Conclusion and Future Perspectives

The exploration of Pleurotus ostreatus, a remarkable edible mushroom reflecting both nutritional and biomedical significance, reveals a rich reservoir of bioactive compounds with diverse therapeutic functions. These compounds hold enormous potential in addressing a myriad of health conditions. Furthermore, owing to its extraordinary nutritional profile, Pleurotus ostreatus stances as a potentially in the fight against malnutrition-related diseases, offering a natural and sustainable solution. However, the current focus of research predominantly revolves around extracts derived from the fruiting body, with comparatively fewer studies investigating extracts from cultivated fungi. Hence, there exists a compelling need to redirect research efforts towards exploring the therapeutic potential inherent in cultivated strains. Despite the wealth of in vivo and in vitro evidence supporting the therapeutic effects of Pleurotus ostreatus, the translation of these findings into clinical practice necessitates rigorous clinical trials. Furthermore, mushrooms may be safe as a vaccine adjuvant, but there is minor concern about using them to treat people with for example active SARS-CoV-2 infection since an immune-stimulating agent like mushroom might supercharge an individual’s immune response, leading to a cytokine storm, posing the greater risk of COVID-19 mortality.

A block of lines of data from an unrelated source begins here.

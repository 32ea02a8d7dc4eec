//! Elasticsearch HTTP client

use async_trait::async_trait;
use bytes::Bytes;
use serde::de::DeserializeOwned;
use serde_json::Value;
use tracing::debug;

#[cfg(test)]
use mockall::automock;

use crate::domain::{DomainError, IndexTemplate};

/// Raw store response: status code plus unparsed body
#[derive(Debug, Clone, PartialEq)]
pub struct StoreResponse {
    pub status: u16,
    pub body: Bytes,
}

impl StoreResponse {
    pub fn new(status: u16, body: impl Into<Bytes>) -> Self {
        Self {
            status,
            body: body.into(),
        }
    }

    /// Response with a JSON body
    pub fn json_body(status: u16, body: &Value) -> Self {
        Self::new(status, body.to_string())
    }

    /// Status in [200, 300)
    pub fn is_success(&self) -> bool {
        (200..300).contains(&self.status)
    }

    /// Status in [400, 500)
    pub fn is_client_error(&self) -> bool {
        (400..500).contains(&self.status)
    }

    /// Deserialize the body
    pub fn json<T: DeserializeOwned>(&self) -> Result<T, DomainError> {
        serde_json::from_slice(&self.body).map_err(|e| {
            DomainError::serialization(format!("Failed to parse store response: {}", e))
        })
    }

    /// Body as JSON, or as a JSON string when it is not valid JSON
    pub fn json_value(&self) -> Value {
        if self.body.is_empty() {
            return Value::Null;
        }

        serde_json::from_slice(&self.body)
            .unwrap_or_else(|_| Value::String(String::from_utf8_lossy(&self.body).into_owned()))
    }
}

/// Trait for store operations (for mocking)
///
/// Paths are relative to the configured server, e.g. `acme-models/_doc/customer`.
/// Non-2xx statuses are returned as responses; only transport failures are errors.
#[cfg_attr(test, automock)]
#[async_trait]
pub trait ElasticClient: Send + Sync {
    async fn get(&self, path: &str) -> Result<StoreResponse, DomainError>;

    async fn put_json(&self, path: &str, body: &Value) -> Result<StoreResponse, DomainError>;

    async fn post_json(&self, path: &str, body: &Value) -> Result<StoreResponse, DomainError>;
}

/// Upload an index template with full-replace semantics
pub async fn send_template(
    client: &dyn ElasticClient,
    template: &IndexTemplate,
) -> Result<StoreResponse, DomainError> {
    debug!(template = %template.name, "Sending index template");
    client.put_json(&template.path(), &template.body).await
}

/// Real store client using reqwest
#[derive(Debug, Clone)]
pub struct ElasticHttpClient {
    client: reqwest::Client,
    server: String,
}

impl ElasticHttpClient {
    pub fn new(server: impl Into<String>) -> Self {
        Self {
            client: reqwest::Client::new(),
            server: normalize_server(server.into()),
        }
    }

    pub fn with_timeout(
        server: impl Into<String>,
        timeout: std::time::Duration,
    ) -> Result<Self, DomainError> {
        let client = reqwest::Client::builder()
            .timeout(timeout)
            .build()
            .map_err(|e| DomainError::configuration(format!("Failed to build HTTP client: {}", e)))?;

        Ok(Self {
            client,
            server: normalize_server(server.into()),
        })
    }

    pub fn server(&self) -> &str {
        &self.server
    }

    fn url(&self, path: &str) -> String {
        format!("{}/{}", self.server, path.trim_start_matches('/'))
    }

    async fn send(&self, request: reqwest::RequestBuilder) -> Result<StoreResponse, DomainError> {
        let response = request
            .send()
            .await
            .map_err(|e| DomainError::transport(format!("Request failed: {}", e)))?;

        let status = response.status().as_u16();
        let body = response
            .bytes()
            .await
            .map_err(|e| DomainError::transport(format!("Failed to read response: {}", e)))?;

        Ok(StoreResponse { status, body })
    }
}

fn normalize_server(server: String) -> String {
    server.trim_end_matches('/').to_string()
}

#[async_trait]
impl ElasticClient for ElasticHttpClient {
    async fn get(&self, path: &str) -> Result<StoreResponse, DomainError> {
        self.send(self.client.get(self.url(path))).await
    }

    async fn put_json(&self, path: &str, body: &Value) -> Result<StoreResponse, DomainError> {
        self.send(self.client.put(self.url(path)).json(body)).await
    }

    async fn post_json(&self, path: &str, body: &Value) -> Result<StoreResponse, DomainError> {
        self.send(self.client.post(self.url(path)).json(body)).await
    }
}
use serde::Deserialize;

use crate::domain::ReadIdPolicy;
use crate::infrastructure::elastic::{BootstrapConfig, DEFAULT_BACKOFF_SECS};

/// Application configuration
#[derive(Debug, Clone, Default, Deserialize)]
#[serde(default)]
pub struct AppConfig {
    pub server: ServerConfig,
    pub logging: LoggingConfig,
    pub elastic: ElasticConfig,
    pub models: ModelsConfig,
    pub mode: Mode,
}

#[derive(Debug, Clone, Deserialize)]
#[serde(default)]
pub struct ServerConfig {
    pub host: String,
    pub port: u16,
}

#[derive(Debug, Clone, Deserialize)]
#[serde(default)]
pub struct LoggingConfig {
    pub level: String,
    pub format: LogFormat,
}

#[derive(Debug, Clone, Deserialize, Default, PartialEq, Eq)]
#[serde(rename_all = "lowercase")]
pub enum LogFormat {
    #[default]
    Pretty,
    Json,
}

/// Store connection and bootstrap settings
#[derive(Debug, Clone, Deserialize)]
#[serde(default)]
pub struct ElasticConfig {
    pub server: String,
    pub timeout_secs: u64,
    /// Wait after each failed startup probe, in seconds
    pub backoff_secs: Vec<u64>,
    /// Bound on the whole startup probe phase
    pub bootstrap_deadline_secs: Option<u64>,
}

#[derive(Debug, Clone, Default, Deserialize)]
#[serde(default)]
pub struct ModelsConfig {
    pub read_id_policy: ReadIdPolicy,
}

/// Access mode. `Internal` skips the access check entirely.
#[derive(Debug, Clone, Copy, Default, PartialEq, Eq, Deserialize, clap::ValueEnum)]
#[serde(rename_all = "lowercase")]
pub enum Mode {
    #[default]
    Protected,
    Internal,
}

impl std::fmt::Display for Mode {
    fn fmt(&self, f: &mut std::fmt::Formatter<'_>) -> std::fmt::Result {
        match self {
            Self::Protected => write!(f, "protected"),
            Self::Internal => write!(f, "internal"),
        }
    }
}

impl Default for ServerConfig {
    fn default() -> Self {
        Self {
            host: "0.0.0.0".to_string(),
            port: 8080,
        }
    }
}

impl Default for LoggingConfig {
    fn default() -> Self {
        Self {
            level: "info".to_string(),
            format: LogFormat::default(),
        }
    }
}

impl Default for ElasticConfig {
    fn default() -> Self {
        Self {
            server: "http://elasticsearch:9200".to_string(),
            timeout_secs: 30,
            backoff_secs: DEFAULT_BACKOFF_SECS.to_vec(),
            bootstrap_deadline_secs: None,
        }
    }
}

impl ElasticConfig {
    pub fn bootstrap(&self) -> BootstrapConfig {
        BootstrapConfig::from_secs(&self.backoff_secs, self.bootstrap_deadline_secs)
    }

    pub fn timeout(&self) -> std::time::Duration {
        std::time::Duration::from_secs(self.timeout_secs)
    }
}

impl AppConfig {
    pub fn load() -> Result<Self, config::ConfigError> {
        let config = config::Config::builder()
            .add_source(config::File::with_name("config/default").required(false))
            .add_source(config::File::with_name("config/local").required(false))
            .add_source(
                config::Environment::with_prefix("APP")
                    .separator("__")
                    .list_separator(",")
                    .with_list_parse_key("elastic.backoff_secs")
                    .try_parsing(true),
            )
            .build()?;

        config.try_deserialize()
    }
}
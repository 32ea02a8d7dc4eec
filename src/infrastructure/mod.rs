//! Infrastructure layer - External service implementations

pub mod elastic;
pub mod logging;
pub mod services;
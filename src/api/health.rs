//! Health check endpoints for Kubernetes probes

use std::time::Instant;

use axum::{extract::State, http::StatusCode, response::IntoResponse};
use serde::Serialize;

use crate::api::types::Json;

use super::state::AppState;

/// Health response with optional component status
#[derive(Serialize)]
pub struct HealthResponse {
    pub status: HealthStatus,
    pub version: String,
    #[serde(skip_serializing_if = "Option::is_none")]
    pub checks: Option<Vec<HealthCheck>>,
    #[serde(skip_serializing_if = "Option::is_none")]
    pub latency_ms: Option<u64>,
}

/// Health check status
#[derive(Serialize, Clone, Copy, Debug, PartialEq, Eq)]
#[serde(rename_all = "lowercase")]
pub enum HealthStatus {
    Healthy,
    Unhealthy,
}

/// Individual component health check
#[derive(Serialize)]
pub struct HealthCheck {
    pub name: String,
    pub status: HealthStatus,
    #[serde(skip_serializing_if = "Option::is_none")]
    pub message: Option<String>,
    #[serde(skip_serializing_if = "Option::is_none")]
    pub latency_ms: Option<u64>,
}

/// Returns 200 while the process is serving
pub async fn health_check() -> impl IntoResponse {
    let response = HealthResponse {
        status: HealthStatus::Healthy,
        version: env!("CARGO_PKG_VERSION").to_string(),
        checks: None,
        latency_ms: None,
    };

    (StatusCode::OK, Json(response))
}

/// Readiness: the store must answer its root endpoint with a 2xx
pub async fn ready_check(State(state): State<AppState>) -> impl IntoResponse {
    let start = Instant::now();

    let store_check = check_store(&state).await;
    let overall_status = store_check.status;

    let response = HealthResponse {
        status: overall_status,
        version: env!("CARGO_PKG_VERSION").to_string(),
        checks: Some(vec![store_check]),
        latency_ms: Some(start.elapsed().as_millis() as u64),
    };

    let status_code = match overall_status {
        HealthStatus::Healthy => StatusCode::OK,
        HealthStatus::Unhealthy => StatusCode::SERVICE_UNAVAILABLE,
    };

    (status_code, Json(response))
}

/// Liveness probe
pub async fn live_check() -> impl IntoResponse {
    StatusCode::OK
}

async fn check_store(state: &AppState) -> HealthCheck {
    let start = Instant::now();

    let (status, message) = match state.store.get("").await {
        Ok(response) if response.is_success() => (HealthStatus::Healthy, None),
        Ok(response) => (
            HealthStatus::Unhealthy,
            Some(format!("Store answered HTTP {}", response.status)),
        ),
        Err(e) => (HealthStatus::Unhealthy, Some(e.to_string())),
    };

    HealthCheck {
        name: "elasticsearch".to_string(),
        status,
        message,
        latency_ms: Some(start.elapsed().as_millis() as u64),
    }
}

Hence, future research endeavors should line up clinical investigations to copiously elucidate the therapeutic gamut and expose the vast possibilities of this remarkable mushroom species.

Acknowledgement

The authors are grateful to the Chairman Mr. Pawan Singh Chauhan, Vice Chairman Mr. Piyush Singh Chauhan, Advisor Prof. V. K. Singh and the Board of Directors of S.R. Institute of Management and Technology, Lucknow, U.P., India for providing the necessary facilities and throughout motivation for accomplishing the present piece of work.